I had the most unexpected weekend.
Our friends, Katy and Jamie, asked us to join them on a trip to Granville, OH, which isn’t far from here. Our plan was to book some space on a campground, let the kids wear each other out, roast hot dogs and talk about grown-up stuff. It sounded lovely—Ohio in October and the great outdoors—and it was, it was just different than we’d planned.
The weekend started well. And it ended well. And a whole lot happened in between. Today, you get a magic show, a hay ride, and a kindergarten love story. I’ll tell you the rest over the next few days.
I’ll start by stating flat out that Katy has sprained her ankle. Oh, an ugly sprain, too—the kind that immediately swells and turns purple and is agonizing. It happens as my good-hearted friend walks toward the creek to lure her kids (Madeline, age 5, and James, age 2) and my own precocious five-year-old H away from the water. She steps in a hole, twists her ankle, then falls in a pile of leaves.
I’m not there when Katy goes down. Instead, I’m in our cabin with O, trying to coax him out of his Halloween costume. When we arrive at Katy and Jamie’s camper, she is sitting with her foot wrapped in ice. Pain is etched all over her beautiful face, but when I sit down with her, she is nonchalant.
“Are you going to the ER?” I ask with a wince.
“What would they say. It’s a sprain. They’ll tell me to wear an air cast and use crutches. I have all of that at home.” And she does. She sprained this ankle five years ago when she was pregnant with Madeline.
In the end, she goes, because she cannot walk. GB helps Jamie settle her into the car, then the three head out toward the hospital.
I wave goodbye with the kids. When I look down at them, I see four worried faces, so I try to distract them. “Wanna go on a Spooky Hay Ride?” I ask.
What a silly question.
It’s dark, and we’re standing in line with 100 strangers. The guy behind us is making a lot of noise to get the kids’ attention. He’s trying magic trick after magic trick, including one that involves wearing fake thumbs that light up at the fingernails. Each thumb turns on or off when he squeezes his hands, making it look like a red ball is bouncing from one thumb to the other. “It’s going in your ear, it’s coming out! Now it’s in your pocket! Now it’s going in your mouth!”
He performs these tricks on my four charges, and I’m irritated, because who knows—this guy could be some kind of freak show. But we’re surrounded by other families who are cheering and laughing.

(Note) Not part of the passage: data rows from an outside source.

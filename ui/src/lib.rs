//! Shared UI crate for Feedline: the navigation header, route resolution and
//! localization used by every platform shell.

pub mod config;
pub mod core;
pub mod header;
pub mod i18n;
pub mod route;
pub mod views;

pub mod components {
    // Site header (components/feed_header.rs)
    mod feed_header;
    pub use feed_header::FeedHeader;

    // Sort-order menus for the compact and wide layouts
    mod sort_menus;
    pub use sort_menus::{HorizontalMenu, SortDropdown};

    mod locale_switcher;
    pub use locale_switcher::LocaleSwitcher;
}

pub use header::{HeaderController, HeaderView, SortOrder};
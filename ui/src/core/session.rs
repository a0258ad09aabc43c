//! The signed-in account as seen by the UI.

use dioxus::prelude::*;

#[derive(Debug, Clone, Default, PartialEq, Eq)]
pub struct Session {
    /// Account name without the `@` sigil.
    pub current_account: Option<String>,
}

impl Session {
    pub fn signed_in(account: impl Into<String>) -> Self {
        Self {
            current_account: Some(account.into()),
        }
    }

    pub fn account(&self) -> Option<&str> {
        self.current_account.as_deref()
    }

    /// Account remembered by the browser from a previous visit, if any.
    pub fn restore() -> Self {
        #[cfg(target_arch = "wasm32")]
        {
            let account = web_sys::window()
                .and_then(|w| w.local_storage().ok().flatten())
                .and_then(|storage| storage.get_item(STORAGE_KEY).ok().flatten())
                .map(|name| name.trim().trim_start_matches('@').to_string())
                .filter(|name| !name.is_empty());
            Self {
                current_account: account,
            }
        }
        #[cfg(not(target_arch = "wasm32"))]
        {
            Self::default()
        }
    }
}

#[cfg(target_arch = "wasm32")]
const STORAGE_KEY: &str = "feedline.account";

/// Session provided by the platform shell; anonymous when none was provided.
pub fn use_session() -> Session {
    try_use_context::<Signal<Session>>()
        .map(|s| s())
        .unwrap_or_default()
}
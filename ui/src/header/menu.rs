//! Menu derivation for the two header layouts.
//!
//! Both menus are pure functions of the current sort order, the topic and the
//! signed-in account; the compact layout shows a dropdown of the *other* sort
//! orders, the wide layout a horizontal strip of all of them.

use super::sort_order::{sort_order_to_link, LabelStyle, SortOrder};
use crate::t;

#[derive(Debug, Clone, PartialEq, Eq)]
pub struct MenuItem {
    pub link: String,
    pub label: String,
    pub active: bool,
}

/// Inputs shared by every menu derivation.
#[derive(Debug, Clone, Copy, Default)]
pub struct MenuInputs<'a> {
    pub sort_order: Option<SortOrder>,
    pub topic: Option<&'a str>,
    pub account: Option<&'a str>,
    /// Only consulted when `sort_order` is `home`.
    pub home_account: bool,
}

impl MenuInputs<'_> {
    fn item(&self, order: SortOrder, style: LabelStyle, active: bool) -> MenuItem {
        MenuItem {
            link: sort_order_to_link(order, self.topic, self.account),
            label: order.label(style),
            active,
        }
    }
}

#[derive(Debug, Clone, PartialEq, Eq)]
pub struct DropdownMenu {
    pub items: Vec<MenuItem>,
    /// Label shown on the closed dropdown.
    pub selected: SortOrder,
    pub selected_label: String,
}

/// Dropdown (compact layout): every sort order except the current one.
/// Routes without a matching sort order fall back to `trending` as the
/// selected entry so the dropdown never shows an empty caption.
pub fn dropdown_menu(inputs: &MenuInputs<'_>) -> DropdownMenu {
    let entries = SortOrder::menu_entries(inputs.account.is_some());
    let items = entries
        .iter()
        .copied()
        .filter(|order| Some(*order) != inputs.sort_order)
        .map(|order| inputs.item(order, LabelStyle::Dropdown, false))
        .collect();
    let selected = inputs
        .sort_order
        .filter(|current| entries.contains(current))
        .unwrap_or(SortOrder::Trending);
    DropdownMenu {
        items,
        selected,
        selected_label: selected.label(LabelStyle::Dropdown),
    }
}

/// Horizontal menu (wide layout): all sort orders with an `active` flag.
pub fn horizontal_menu(inputs: &MenuInputs<'_>) -> Vec<MenuItem> {
    SortOrder::menu_entries(inputs.account.is_some())
        .into_iter()
        .map(|order| {
            let mut active = order.highlights(inputs.sort_order);
            if order == SortOrder::Home && !inputs.home_account {
                active = false;
            }
            inputs.item(order, LabelStyle::Horizontal, active)
        })
        .collect()
}

/// 24h / 30d toggle for trending listings; `None` elsewhere.
pub fn extra_menu(inputs: &MenuInputs<'_>) -> Option<Vec<MenuItem>> {
    let current = inputs.sort_order?;
    if !matches!(current, SortOrder::Trending | SortOrder::Trending30) {
        return None;
    }
    let topic = inputs.topic.unwrap_or_default();
    Some(vec![
        MenuItem {
            link: format!("/trending/{topic}"),
            label: t!("sort-window-24-hour"),
            active: current == SortOrder::Trending,
        },
        MenuItem {
            link: format!("/trending30/{topic}"),
            label: t!("sort-window-30-day"),
            active: current == SortOrder::Trending30,
        },
    ])
}
use std::cell::RefCell;
use std::rc::Rc;

use dioxus::prelude::*;

use super::{HorizontalMenu, LocaleSwitcher, SortDropdown};
use crate::config::HeaderConfig;
use crate::core::analytics::Analytics;
use crate::core::scroll::ScrollListener;
use crate::core::session::use_session;
use crate::core::sort_memory::SortMemory;
use crate::header::HeaderController;
use crate::i18n;

const HEADER_CSS: Asset = asset!("/assets/styling/header.css");

/// Site header: logo, breadcrumb, sort-order menus and the sub-navigation
/// strip that hides while the page scrolls down.
///
/// The platform shell passes the current location path; the signed-in account
/// comes from the `Signal<Session>` context. A `SortMemory` or `Analytics`
/// provided as context replaces the process-wide defaults.
#[component]
pub fn FeedHeader(path: String) -> Element {
    i18n::init();

    let session = use_session();
    let account = session.current_account.clone();
    // Re-render on language switches provided by the platform shell.
    let _lang_marker = try_use_context::<Signal<String>>()
        .map(|code| code())
        .unwrap_or_default();

    let controller = use_hook(|| {
        let sort_memory = try_consume_context::<SortMemory>().unwrap_or_else(SortMemory::global);
        let analytics = try_consume_context::<Analytics>().unwrap_or_default();
        Rc::new(RefCell::new(HeaderController::new(
            HeaderConfig::client().clone(),
            sort_memory,
            analytics,
        )))
    });
    let hidden = use_signal(|| false);
    let listener: Rc<RefCell<Option<ScrollListener>>> = use_hook(|| Rc::new(RefCell::new(None)));

    use_hook({
        let controller = controller.clone();
        let account = account.clone();
        move || controller.borrow().identify(account.as_deref())
    });

    use_effect({
        let controller = controller.clone();
        let listener = listener.clone();
        move || {
            if listener.borrow().is_some() {
                return;
            }
            let controller = controller.clone();
            let mut hidden = hidden;
            *listener.borrow_mut() = ScrollListener::attach(move |y| {
                let mut header = controller.borrow_mut();
                if header.on_scroll(y) {
                    hidden.set(header.subheader_hidden());
                }
            });
        }
    });

    use_drop({
        let listener = listener.clone();
        move || {
            listener.borrow_mut().take();
        }
    });

    controller.borrow_mut().observe_path(&path);
    let derived = controller.borrow().view(&path, account.as_deref());
    let config = HeaderConfig::client();
    let app_name = config.app_name.clone();
    let beta = config.beta_label.clone();
    let icon = config.app_icon.clone();

    let view = match derived {
        Ok(view) => view,
        Err(err) => {
            tracing::error!(%err, path = %path, "header could not be derived");
            let home = format!("/{}", config.default_sort);
            return rsx! {
                document::Link { rel: "stylesheet", href: HEADER_CSS }
                header { class: "Header noPrint",
                    div { class: "Header__top header",
                        ul { class: "menu",
                            li { class: "Header__top-brand",
                                Link { to: home, "{app_name}" }
                            }
                        }
                    }
                }
            };
        }
    };

    let sub_nav_class = if hidden() {
        "Header__sub-nav expanded show-for-medium row hidden"
    } else {
        "Header__sub-nav expanded show-for-medium row"
    };
    let show_sort_delim = view.has_breadcrumb() && view.page.sort_order.is_some();
    let extra = view.extra.clone().filter(|_| view.show_extra);

    rsx! {
        document::Link { rel: "stylesheet", href: HEADER_CSS }
        if let Some(title) = view.document_title.clone() {
            document::Title { "{title}" }
        }

        header { class: "Header noPrint",
            div { class: "Header__top header",
                div { class: "expanded row",
                    div { class: "columns",
                        ul { class: "menu",
                            li { class: "Header__top-logo",
                                Link { to: view.logo_link.clone(),
                                    span { class: "Header__icon Header__icon--{icon}", aria_hidden: "true" }
                                }
                            }
                            li { class: "Header__top-brand show-for-medium noPrint",
                                Link { to: view.logo_link.clone(),
                                    "{app_name}"
                                    if !beta.is_empty() {
                                        span { class: "beta", "{beta}" }
                                    }
                                }
                            }

                            if view.has_breadcrumb() {
                                li { class: "delim show-for-medium", "|" }
                            }
                            if let Some(topic) = view.topic.clone() {
                                li { class: "Header__top-topic",
                                    Link { to: topic.link, {topic.label} }
                                }
                            }
                            if let Some(user) = view.user.clone() {
                                li { class: "Header__top-user",
                                    Link { to: user.link, {user.label} }
                                }
                            }
                            if show_sort_delim {
                                li { class: "delim show-for-small-only", "|" }
                            }
                            SortDropdown {
                                class: "Header__sort-order-menu show-for-small-only",
                                items: view.dropdown.items.clone(),
                                selected: view.dropdown.selected_label.clone(),
                            }
                        }
                    }
                    div { class: "columns shrink",
                        LocaleSwitcher {}
                    }
                }
            }
            div { class: sub_nav_class,
                div { class: "columns",
                    HorizontalMenu { items: view.horizontal.clone() }
                }
                div { class: "columns shrink",
                    if let Some(items) = extra {
                        HorizontalMenu { items }
                    }
                }
            }
        }
    }
}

And the kids? Utterly enchanted. So I put on my game face and joke around with the rest of the crowd.
Eventually, the guy gets tired of himself. “I’m going to switch to a new trick now,” he announces. “I’m going to open this beer and make it disappear. I’ll let you know when the trick is over.”
I sigh and scan the road, thinking, Come on hay ride tractor. Get us the hell out of Crazy Town.
The tractor halts in front of us. The crowd surges ahead like it has never been introduced to the concept of a line, or standing in one, or taking turns like a rational group. I tell all four kids to hold hands so we’re not separated by the mad rush. *Poof!* The Magician turns into a teddy bear, saying “Step aside for these little ones!” Then he nods to me with a drunken smile, and says, “Enjoy the ride, ma’am.”
When we settle on the hay bales, I notice Madeline and H are still holding hands. Madeline looks at me with wide, earnest eyes and says, “Miss Mawah, can you move down a little so H and I can have some alone time?”
I do my best not to laugh. Madeline and H were born three weeks apart. I held her when she was only hours old, I’ve watched her grow along side my H, and so I adore her. Katy and I have joked for years that our first-born children are destined to be sweethearts. And now this: Madeline’s imploring expression, plus an unfamiliar goofiness in H’s grin.
“Oh, there will be no aloooone time,” I say with a laugh, wishing Katy were here to see this. They blink back at me in disappointment.
This must be a glimpse into how the teen years will be: the giddy smiles, the handsy playfulness, the exasperation (theirs) and the banishment (mine). I decide on the spot to control this scene as long as I can, because kids grow up fast, and the next thing you know, they’re asking you to drop them off a block from the school dance, and it’s all downhill from there.
It’s years down the road. Still, I wonder how to prepare for it—the slow passing of the torch from me to whomever my boys choose. I’ve watched my mother do this for my brother and me, and my mother-in-law do the same for her children. I wonder where that sort of open-hearted graciousness comes from. Is it the passing of time that makes us able? Maybe it’s magic? Or is it like an ankle-twist in a hole—you just ice up, crutch up and get on with it?
Madeline stays with us that night to help Katy rest. In the morning over pancakes, I hear Madeline say, “We’ll go to college, and then we’ll move in together. And then we’ll get married, and you will be my husband.”
My sweet boy says, “And my mama will live next door, and she’ll make us breakfast every morning.” He does his funny five-year-old wink at me and laughs. I laugh, too.
And while I do, I make a silent promise not to hold him to it.